Venous blood returns from the body into the right atrium before passing through the mitral valve into a morphological left ventricle. Blood then enters the lungs via the pulmonic valve into the main pulmonary artery. Pulmonary venous blood returns to the left atrium and then passes through the tricuspid valve to the morphological right ventricle, exiting to the aorta via the aortic valve. The aorta is positioned anterior and to the left of the pulmonary artery. In effect, the ventricles are transposed.
Epidemiology
Frequency
United States
Data from the Baltimore-Washington Infant Study supported the fact that congenitally corrected transposition is a rare disorder.[1] As many as 40 infants per 100,000 live births are affected by congenitally corrected transposition of the great vessels; this is fewer than 1% of all congenital heart defects.
International
This disorder is reported in 0.5% of patients with congenital heart disease, and the literature reports fewer than 1000 cases. Most pediatric cardiologists have seen multiple cases of congenitally corrected transposition of the great vessels; however, the true prevalence of the malformation is not known.
Mortality/Morbidity
- Ten-year survival rate ranges from 64-83% from the time of diagnosis and is dependent on associated anomalies.

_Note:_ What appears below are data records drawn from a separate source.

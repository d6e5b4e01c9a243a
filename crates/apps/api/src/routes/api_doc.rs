use crate::routes::{jobs, root};
use common_services::analysis::aggregate::{RawSessionData, SessionMetrics};
use common_services::api::jobs::interfaces::{
    AnalyzeImagesRequest, CreateJobRequest, JobRequest, LatestStatus, MessageResponse,
    SessionReport, SubmitResponse,
};
use utoipa::OpenApi;

#[derive(OpenApi)]
#[openapi(
    paths(
        root::handlers::root,
        root::handlers::health_check,
        // Job handlers
        jobs::handlers::create_job_handler,
        jobs::handlers::analyze_student_images_handler,
        jobs::handlers::analyze_job_handler,
        jobs::handlers::job_status_handler,
    ),
    components(
        schemas(
            CreateJobRequest,
            AnalyzeImagesRequest,
            JobRequest,
            MessageResponse,
            SubmitResponse,
            SessionReport,
            SessionMetrics,
            RawSessionData,
            LatestStatus,
        ),
    ),
    tags(
        (name = "Jobs", description = "Monitoring session endpoints: batch submission, status and reports"),
        (name = "System", description = "Health check"),
    )
)]
pub struct ApiDoc;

- Freedom[2] reported an operative mortality rate of 6% and a 15-year actuarial survival rate of 48% in a cohort of patients with congenitally corrected transposition of the great vessels at the Hospital for Sick Children in Toronto.
- A rare patient without associated cardiac anomalies may have a much more benign course, and literature documents many examples of these patients being diagnosed in the sixth and seventh decades of life.[3, 4, 5]
- A median age at death of 40 years has been reported in both patients who have undergone operation and those who have not.